Ronan O’Malley, 62, retired commercial salmon fisherman and owner of the only bait and tackle shop within 20 miles of his tiny Oregon coastal town, had spent three months deliberately avoiding the woman who’d moved into the weathered blue cottage at the end of his gravel road. He’d spent 38 years hauling 100-pound nets off frigid Pacific waters, had a winch scar slicing across his left cheek, could tie 12 different fishing knots blindfolded, but the second he spotted her waving from her porch as he rumbled past in his dented 1998 Ford F-150, his brain went blank and he’d stare straight ahead like he’d suddenly forgotten how to use his hand to wave back. It was stupid, he knew. His ex-wife had left him for a retired golf pro in Scottsdale 12 years prior, had taken the good silver and the dog and never even sent a Christmas card, but he’d convinced himself that any flicker of interest in another woman was some kind of betrayal, that he was too set in his salt-crusted, early-rising, beer-for-dinner ways to be worth anyone’s time anyway.
He was standing in line for a smoked cod taco at the town’s annual summer food truck festival when she slid in next to him, her rain boot scuffing the toe of his work boot before she even said hello. The line was packed, bodies pressed tight between the taco truck and the grilled corn stand, the air thick with the smell of fried batter, paprika, and briny sea air blowing off the nearby pier. Her elbow brushed his when she reached for the plastic napkin dispenser bolted to the side of the truck, and he caught a whiff of jasmine lotion mixed with the same salt that clung to every surface in town, plus a faint, earthy whiff of clay that he later realized was from the pottery studio she ran out of her garage. Her nails were smudged terracotta at the edges, she was wearing a faded Pearl Jam flannel that swallowed her shoulders, cutoffs that showed a smattering of freckles across her thighs, and those beat up green rain boots even though the sun was out and the temperature hovered at 72 degrees. She looked up at him, held his gaze two full beats longer than casual small talk required, and grinned when she spotted the vintage wooden salmon lure pinned to the brim of his weathered baseball cap.

“Ronan, right?” she said, and he was surprised she knew his name, surprised her voice was lower than he expected, rough around the edges like she spent half her time yelling over pottery wheel noise and wind. “I’m Elara. I’ve been trying to catch perch off my dock for three weeks and all I’m reeling in is seaweed and the occasional plastic water bottle. Figured you’d be the guy to ask what I’m doing wrong.”
He wanted to step back, to mumble a half-assed answer and bolt for the empty bench by the water, but the family behind them was pressed so close the kid’s sippy cup was digging into his lower back, so he stayed put, his shoulder pressed tight to hers, able to feel the warmth of her arm through the thin fabric of his work flannel. He teased her a little, said she was probably using too heavy a sinker, that the perch this close to shore were skittish, that he had a box of small hooks and light weights in his shop he could drop off at her place the next afternoon. She leaned in when he talked, like she was actually listening, not just being polite, and her shoulder nudged his bicep when she laughed at his story about the 7-year-old at the youth fishing clinic last weekend who’d accidentally cast his line into a port-a-potty.
By the time they got their tacos, the only empty spot to sit was a splintered pine picnic bench half in the shade of a cypress tree, and he didn’t even hesitate before following her over. She got a dollop of chipotle sauce on the corner of her chin halfway through her first taco, and before he could think better of it, he lifted his hand and wiped it off with the pad of his thumb, the skin of her chin soft under his calloused finger.
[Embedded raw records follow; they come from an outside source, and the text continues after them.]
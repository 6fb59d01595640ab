//! CLI-independent configuration types.

use std::path::PathBuf;

use crate::pipeline::{CircuitArtifacts, PipelineConfig};

/// Everything `claim prove` needs to run the external prover.
#[derive(Debug, Clone)]
pub struct ProverConfig {
    /// Path or name of the `snarkjs` executable.
    pub snarkjs_program: PathBuf,
    /// Compiled circuit and proving key.
    pub artifacts: CircuitArtifacts,
    /// Retry behaviour for terminated prover processes.
    pub pipeline: PipelineConfig,
}
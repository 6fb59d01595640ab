use zkdrop_core::base::FieldElement;

use super::config::ConfigError;
use crate::circuit_input::ClaimError;

/// Errors that can occur while generating a proof.
#[derive(Debug, thiserror::Error)]
pub enum PipelineError {
    /// Filesystem or process spawning error.
    #[error("I/O: {0}")]
    Io(#[from] std::io::Error),
    /// Witness calculation failed.
    #[error("Witness calculation failed: {0}")]
    Witness(String),
    /// Proof synthesis failed.
    #[error("Proof synthesis failed: {0}")]
    Proof(String),
    /// Call data export failed or produced unusable output.
    #[error("Call data export failed: {0}")]
    CallData(String),
    /// Circuit inputs could not be encoded.
    #[error("Serialization: {0}")]
    Serialization(#[from] serde_json::Error),
    /// An external process was killed by a signal.
    #[error("{step} process was terminated by a signal")]
    Terminated {
        /// The pipeline step whose process was terminated.
        step: &'static str,
    },
    /// A circuit input does not fit the prover backend's scalar field.
    #[error("Circuit input {input} = {value} is not below the prover's scalar field modulus")]
    FieldOutOfRange {
        /// Name of the offending circuit input.
        input: &'static str,
        /// The offending value.
        value: FieldElement,
    },
    /// Invalid pipeline configuration.
    #[error("Configuration error: {0}")]
    Config(#[from] ConfigError),
    /// The claim could not be assembled.
    #[error("Claim: {0}")]
    Claim(#[from] ClaimError),
}

impl PipelineError {
    /// Returns `true` if this error is transient and the step should be retried.
    #[must_use]
    pub const fn is_retryable(&self) -> bool {
        matches!(self, Self::Terminated { .. })
    }
}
He froze, half convinced she was going to slap him, half embarrassed he’d let himself move that fast without thinking, but she didn’t pull away. She just smiled slow, the corner of her mouth tugging up, and said she’d been waving at him from her porch for three months, had even walked past his shop twice last week just to see if he’d come out and say hello, and she’d started to think he actually hated her.
He admitted he was being an idiot, that he hadn’t so much as had a cup of coffee with a woman who wasn’t a customer or a kid’s mom at the fishing clinic in over a decade, that he was rusty, that he’d convinced himself he was better off alone. She laughed, the sound mixing with the squawk of seagulls and the distant roar of a boat motor out on the water, and said she liked rusty, that her whole pottery style was based on embracing imperfections and scuffs and things that didn’t look like they came out of a catalog. She invited him over for dinner the next night after he dropped off the fishing gear, said she had fresh sourdough she’d baked that morning and a bottle of pinot noir she’d been saving for a good enough reason.
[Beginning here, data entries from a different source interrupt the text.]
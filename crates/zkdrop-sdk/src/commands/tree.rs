use std::path::PathBuf;

use eyre::Context as _;
use serde::Serialize;
use tracing::{info, instrument};
use zkdrop_core::base::FieldElement;
use zkdrop_core::schema::config::AirdropConfiguration;
use zkdrop_merkle::{MerkleProof, MerkleTree, PoseidonHasher};

use super::files::{
    airdrop_configuration, ensure_matches_configuration, load_tree, parse_leaves, read_json,
    write_json,
};

/// Inclusion proof of one leaf, as printed by `tree proof`.
#[derive(Debug, Serialize)]
#[serde(rename_all = "camelCase")]
struct LeafProof {
    leaf: FieldElement,
    root: FieldElement,
    leaf_index: Option<u64>,
    #[serde(flatten)]
    proof: MerkleProof,
}

/// Build the commitment tree from a leaves file and export it with its configuration.
///
/// # Errors
/// Returns an error if the leaves cannot be read or parsed, their number is not a power of
/// two, or an output cannot be written.
#[instrument(skip_all, fields(leaves = %leaves_file.display()))]
pub async fn tree_build(
    leaves_file: PathBuf,
    tree_out: PathBuf,
    config_out: PathBuf,
) -> eyre::Result<()> {
    let text = tokio::fs::read_to_string(&leaves_file)
        .await
        .with_context(|| format!("Failed to read leaves file {}", leaves_file.display()))?;
    let leaves = parse_leaves(&text)?;
    info!(count = leaves.len(), "Building commitment tree");

    let tree =
        tokio::task::spawn_blocking(move || MerkleTree::from_leaves(&leaves, &PoseidonHasher))
            .await??;

    tokio::fs::write(&tree_out, tree.storage_string())
        .await
        .with_context(|| format!("Failed to write {}", tree_out.display()))?;
    info!(file = ?tree_out, "Exported tree");

    let config = airdrop_configuration(&tree)?;
    write_json(&config_out, &config).await?;
    info!(root = %config.merkle_root, file = ?config_out, "Exported configuration");
    Ok(())
}

/// Recompute every internal hash of a stored tree, optionally checking it against a
/// configuration.
///
/// # Errors
/// Returns an error if the tree cannot be loaded, a stored hash is wrong, or the tree does
/// not match the configuration.
#[instrument(skip_all, fields(tree = %tree_file.display()))]
pub async fn tree_verify(tree_file: PathBuf, config_file: Option<PathBuf>) -> eyre::Result<()> {
    let tree = load_tree(&tree_file).await?;

    let tree = tokio::task::spawn_blocking(move || {
        tree.verify_hashes(&PoseidonHasher).map(|()| tree)
    })
    .await??;
    info!(root = %tree.root(), leaves = tree.leaf_count(), "Stored hashes are consistent");

    if let Some(config_file) = config_file {
        let config: AirdropConfiguration = read_json(&config_file, "configuration").await?;
        ensure_matches_configuration(&tree, &config)?;
        info!(file = ?config_file, "Tree matches configuration");
    }
    Ok(())
}

/// Print, or write to `output`, the inclusion proof of `leaf`.
///
/// # Errors
/// Returns an error if the tree cannot be loaded, `leaf` is not in it, or the output cannot be
/// written.
#[instrument(skip_all, fields(tree = %tree_file.display(), %leaf))]
#[allow(clippy::print_stdout, reason = "Prints the proof to stdout")]
pub async fn tree_proof(
    tree_file: PathBuf,
    leaf: FieldElement,
    output: Option<PathBuf>,
) -> eyre::Result<()> {
    let tree = load_tree(&tree_file).await?;
    let proof = tree.merkle_proof(&leaf)?;
    let report = LeafProof {
        leaf,
        root: tree.root(),
        leaf_index: proof.leaf_index(),
        proof,
    };

    match output {
        Some(path) => {
            write_json(&path, &report).await?;
            info!(file = ?path, "Exported proof");
        }
        None => println!("{}", serde_json::to_string_pretty(&report)?),
    }
    Ok(())
}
He nodded, couldn’t stop grinning even after she said goodbye and walked off toward the pottery booth at the other end of the festival, her rain boots slapping against the pavement. He sat there for another 10 minutes, finishing his taco, watching a group of kids chase each other with dripping popsicles, and for the first time in 12 years, he didn’t feel like going home to his quiet, empty house and a frozen pizza was the only safe, easy option.